Information shown –

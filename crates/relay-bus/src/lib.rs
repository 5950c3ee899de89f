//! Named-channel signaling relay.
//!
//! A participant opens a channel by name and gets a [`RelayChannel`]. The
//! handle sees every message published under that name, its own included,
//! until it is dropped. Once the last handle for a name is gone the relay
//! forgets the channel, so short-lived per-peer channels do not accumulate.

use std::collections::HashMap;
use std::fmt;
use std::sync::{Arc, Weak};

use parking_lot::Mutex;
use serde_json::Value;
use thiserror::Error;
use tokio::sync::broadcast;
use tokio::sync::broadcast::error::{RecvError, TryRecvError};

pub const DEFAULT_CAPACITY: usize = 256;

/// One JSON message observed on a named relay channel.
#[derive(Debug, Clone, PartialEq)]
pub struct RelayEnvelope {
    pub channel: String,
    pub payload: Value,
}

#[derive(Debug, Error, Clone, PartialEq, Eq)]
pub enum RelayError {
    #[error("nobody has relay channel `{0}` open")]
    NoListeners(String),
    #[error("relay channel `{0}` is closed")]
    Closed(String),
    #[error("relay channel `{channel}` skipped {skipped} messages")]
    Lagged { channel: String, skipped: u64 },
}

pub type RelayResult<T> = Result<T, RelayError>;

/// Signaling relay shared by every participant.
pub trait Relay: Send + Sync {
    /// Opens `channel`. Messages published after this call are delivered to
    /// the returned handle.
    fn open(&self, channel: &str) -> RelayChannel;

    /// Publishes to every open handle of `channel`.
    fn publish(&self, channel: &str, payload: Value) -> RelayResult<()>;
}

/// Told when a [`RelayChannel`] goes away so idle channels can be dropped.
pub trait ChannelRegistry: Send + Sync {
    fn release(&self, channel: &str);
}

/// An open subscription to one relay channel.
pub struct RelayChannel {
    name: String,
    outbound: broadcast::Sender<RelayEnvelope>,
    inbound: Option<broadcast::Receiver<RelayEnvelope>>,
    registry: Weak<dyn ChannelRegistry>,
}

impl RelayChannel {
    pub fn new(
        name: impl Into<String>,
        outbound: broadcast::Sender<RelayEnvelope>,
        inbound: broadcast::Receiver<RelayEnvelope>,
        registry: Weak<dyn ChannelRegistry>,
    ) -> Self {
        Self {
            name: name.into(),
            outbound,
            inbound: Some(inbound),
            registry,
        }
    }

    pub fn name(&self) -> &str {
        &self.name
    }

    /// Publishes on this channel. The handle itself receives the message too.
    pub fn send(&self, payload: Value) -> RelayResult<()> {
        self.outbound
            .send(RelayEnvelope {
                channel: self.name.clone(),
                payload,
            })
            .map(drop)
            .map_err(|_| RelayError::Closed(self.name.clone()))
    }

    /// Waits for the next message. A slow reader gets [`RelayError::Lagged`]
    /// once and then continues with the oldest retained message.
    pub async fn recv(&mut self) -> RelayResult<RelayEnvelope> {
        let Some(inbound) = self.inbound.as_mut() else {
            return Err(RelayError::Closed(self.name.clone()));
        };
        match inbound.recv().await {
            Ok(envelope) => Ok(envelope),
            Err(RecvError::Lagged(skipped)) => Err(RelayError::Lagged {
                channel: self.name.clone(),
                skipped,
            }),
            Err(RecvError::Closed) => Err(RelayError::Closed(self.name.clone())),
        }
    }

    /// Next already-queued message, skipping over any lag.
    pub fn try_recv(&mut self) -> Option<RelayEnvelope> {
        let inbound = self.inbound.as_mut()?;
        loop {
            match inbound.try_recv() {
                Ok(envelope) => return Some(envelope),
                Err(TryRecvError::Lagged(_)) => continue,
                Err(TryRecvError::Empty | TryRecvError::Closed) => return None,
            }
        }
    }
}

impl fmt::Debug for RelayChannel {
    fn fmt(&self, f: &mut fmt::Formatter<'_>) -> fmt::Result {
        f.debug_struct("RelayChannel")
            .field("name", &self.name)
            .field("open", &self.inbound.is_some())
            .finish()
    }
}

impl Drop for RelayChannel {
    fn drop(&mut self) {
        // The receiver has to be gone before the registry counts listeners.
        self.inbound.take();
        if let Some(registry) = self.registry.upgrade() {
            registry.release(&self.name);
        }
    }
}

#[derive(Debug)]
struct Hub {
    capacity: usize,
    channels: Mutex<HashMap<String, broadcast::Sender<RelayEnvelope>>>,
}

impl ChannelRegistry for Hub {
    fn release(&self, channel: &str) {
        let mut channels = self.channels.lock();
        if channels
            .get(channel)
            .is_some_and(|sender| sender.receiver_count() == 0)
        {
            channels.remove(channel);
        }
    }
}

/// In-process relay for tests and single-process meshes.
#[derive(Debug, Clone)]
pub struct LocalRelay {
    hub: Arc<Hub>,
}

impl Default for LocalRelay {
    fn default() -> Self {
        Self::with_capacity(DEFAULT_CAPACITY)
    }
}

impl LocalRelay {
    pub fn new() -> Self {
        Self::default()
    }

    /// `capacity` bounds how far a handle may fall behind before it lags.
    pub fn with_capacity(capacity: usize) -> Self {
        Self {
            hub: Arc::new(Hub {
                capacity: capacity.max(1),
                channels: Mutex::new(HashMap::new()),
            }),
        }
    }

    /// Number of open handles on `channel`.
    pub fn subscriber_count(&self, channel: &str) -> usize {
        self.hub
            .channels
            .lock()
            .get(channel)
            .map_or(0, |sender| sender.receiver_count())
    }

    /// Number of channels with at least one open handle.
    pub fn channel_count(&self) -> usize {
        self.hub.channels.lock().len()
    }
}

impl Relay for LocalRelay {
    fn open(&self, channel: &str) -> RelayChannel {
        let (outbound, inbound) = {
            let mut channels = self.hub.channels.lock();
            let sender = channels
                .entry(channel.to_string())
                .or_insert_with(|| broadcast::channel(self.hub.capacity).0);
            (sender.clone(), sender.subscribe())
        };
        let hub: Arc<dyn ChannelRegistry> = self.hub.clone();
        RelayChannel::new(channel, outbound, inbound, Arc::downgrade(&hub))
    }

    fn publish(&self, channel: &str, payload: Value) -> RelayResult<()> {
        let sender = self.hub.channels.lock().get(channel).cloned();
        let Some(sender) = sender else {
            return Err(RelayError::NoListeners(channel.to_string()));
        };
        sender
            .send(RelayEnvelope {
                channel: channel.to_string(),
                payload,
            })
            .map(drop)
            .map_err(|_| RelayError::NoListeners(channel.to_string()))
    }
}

Problem requirements –
From the first line to the last, retype the material exactly.

Answer to this task –
filename crates/relay-bus/src/lib.rs
repository 5950c3ee899de89f
//! Named-channel signaling relay.
//!
//! A participant opens a channel by name and gets a [`RelayChannel`]. The
//! handle sees every message published under that name, its own included,
//! until it is dropped. Once the last handle for a name is gone the relay
//! forgets the channel, so short-lived per-peer channels do not accumulate.

use std::collections::HashMap;
use std::fmt;
use std::sync::{Arc, Weak};

use parking_lot::Mutex;
use serde_json::Value;
use thiserror::Error;
use tokio::sync::broadcast;
use tokio::sync::broadcast::error::{RecvError, TryRecvError};

pub const DEFAULT_CAPACITY: usize = 256;

/// One JSON message observed on a named relay channel.
#[derive(Debug, Clone, PartialEq)]
pub struct RelayEnvelope {
    pub channel: String,
    pub payload: Value,
}

#[derive(Debug, Error, Clone, PartialEq, Eq)]
pub enum RelayError {
    #[error("nobody has relay channel `{0}` open")]
    NoListeners(String),
    #[error("relay channel `{0}` is closed")]
    Closed(String),
    #[error("relay channel `{channel}` skipped {skipped} messages")]
    Lagged { channel: String, skipped: u64 },
}

pub type RelayResult<T> = Result<T, RelayError>;

/// Signaling relay shared by every participant.
pub trait Relay: Send + Sync {
    /// Opens `channel`. Messages published after this call are delivered to
    /// the returned handle.
    fn open(&self, channel: &str) -> RelayChannel;

    /// Publishes to every open handle of `channel`.
    fn publish(&self, channel: &str, payload: Value) -> RelayResult<()>;
}

/// Told when a [`RelayChannel`] goes away so idle channels can be dropped.
pub trait ChannelRegistry: Send + Sync {
    fn release(&self, channel: &str);
}

/// An open subscription to one relay channel.
pub struct RelayChannel {
    name: String,
    outbound: broadcast::Sender<RelayEnvelope>,
    inbound: Option<broadcast::Receiver<RelayEnvelope>>,
    registry: Weak<dyn ChannelRegistry>,
}

impl RelayChannel {
    pub fn new(
        name: impl Into<String>,
        outbound: broadcast::Sender<RelayEnvelope>,
        inbound: broadcast::Receiver<RelayEnvelope>,
        registry: Weak<dyn ChannelRegistry>,
    ) -> Self {
        Self {
            name: name.into(),
            outbound,
            inbound: Some(inbound),
            registry,
        }
    }

    pub fn name(&self) -> &str {
        &self.name
    }

    /// Publishes on this channel. The handle itself receives the message too.
    pub fn send(&self, payload: Value) -> RelayResult<()> {
        self.outbound
            .send(RelayEnvelope {
                channel: self.name.clone(),
                payload,
            })
            .map(drop)
            .map_err(|_| RelayError::Closed(self.name.clone()))
    }

    /// Waits for the next message. A slow reader gets [`RelayError::Lagged`]
    /// once and then continues with the oldest retained message.
    pub async fn recv(&mut self) -> RelayResult<RelayEnvelope> {
        let Some(inbound) = self.inbound.as_mut() else {
            return Err(RelayError::Closed(self.name.clone()));
        };
        match inbound.recv().await {
            Ok(envelope) => Ok(envelope),
            Err(RecvError::Lagged(skipped)) => Err(RelayError::Lagged {
                channel: self.name.clone(),
                skipped,
            }),
            Err(RecvError::Closed) => Err(RelayError::Closed(self.name.clone())),
        }
    }

    /// Next already-queued message, skipping over any lag.
    pub fn try_recv(&mut self) -> Option<RelayEnvelope> {
        let inbound = self.inbound.as_mut()?;
        loop {
            match inbound.try_recv() {
                Ok(envelope) => return Some(envelope),
                Err(TryRecvError::Lagged(_)) => continue,
                Err(TryRecvError::Empty | TryRecvError::Closed) => return None,
            }
        }
    }
}

impl fmt::Debug for RelayChannel {
    fn fmt(&self, f: &mut fmt::Formatter<'_>) -> fmt::Result {
        f.debug_struct("RelayChannel")
            .field("name", &self.name)
            .field("open", &self.inbound.is_some())
            .finish()
    }
}

impl Drop for RelayChannel {
    fn drop(&mut self) {
        // The receiver has to be gone before the registry counts listeners.
        self.inbound.take();
        if let Some(registry) = self.registry.upgrade() {
            registry.release(&self.name);
        }
    }
}

#[derive(Debug)]
struct Hub {
    capacity: usize,
    channels: Mutex<HashMap<String, broadcast::Sender<RelayEnvelope>>>,
}

impl ChannelRegistry for Hub {
    fn release(&self, channel: &str) {
        let mut channels = self.channels.lock();
        if channels
            .get(channel)
            .is_some_and(|sender| sender.receiver_count() == 0)
        {
            channels.remove(channel);
        }
    }
}

/// In-process relay for tests and single-process meshes.
#[derive(Debug, Clone)]
pub struct LocalRelay {
    hub: Arc<Hub>,
}

impl Default for LocalRelay {
    fn default() -> Self {
        Self::with_capacity(DEFAULT_CAPACITY)
    }
}

impl LocalRelay {
    pub fn new() -> Self {
        Self::default()
    }

    /// `capacity` bounds how far a handle may fall behind before it lags.
    pub fn with_capacity(capacity: usize) -> Self {
        Self {
            hub: Arc::new(Hub {
                capacity: capacity.max(1),
                channels: Mutex::new(HashMap::new()),
            }),
        }
    }

    /// Number of open handles on `channel`.
    pub fn subscriber_count(&self, channel: &str) -> usize {
        self.hub
            .channels
            .lock()
            .get(channel)
            .map_or(0, |sender| sender.receiver_count())
    }

    /// Number of channels with at least one open handle.
    pub fn channel_count(&self) -> usize {
        self.hub.channels.lock().len()
    }
}

impl Relay for LocalRelay {
    fn open(&self, channel: &str) -> RelayChannel {
        let (outbound, inbound) = {
            let mut channels = self.hub.channels.lock();
            let sender = channels
                .entry(channel.to_string())
                .or_insert_with(|| broadcast::channel(self.hub.capacity).0);
            (sender.clone(), sender.subscribe())
        };
        let hub: Arc<dyn ChannelRegistry> = self.hub.clone();
        RelayChannel::new(channel, outbound, inbound, Arc::downgrade(&hub))
    }

    fn publish(&self, channel: &str, payload: Value) -> RelayResult<()> {
        let sender = self.hub.channels.lock().get(channel).cloned();
        let Some(sender) = sender else {
            return Err(RelayError::NoListeners(channel.to_string()));
        };
        sender
            .send(RelayEnvelope {
                channel: channel.to_string(),
                payload,
            })
            .map(drop)
            .map_err(|_| RelayError::NoListeners(channel.to_string()))
    }
}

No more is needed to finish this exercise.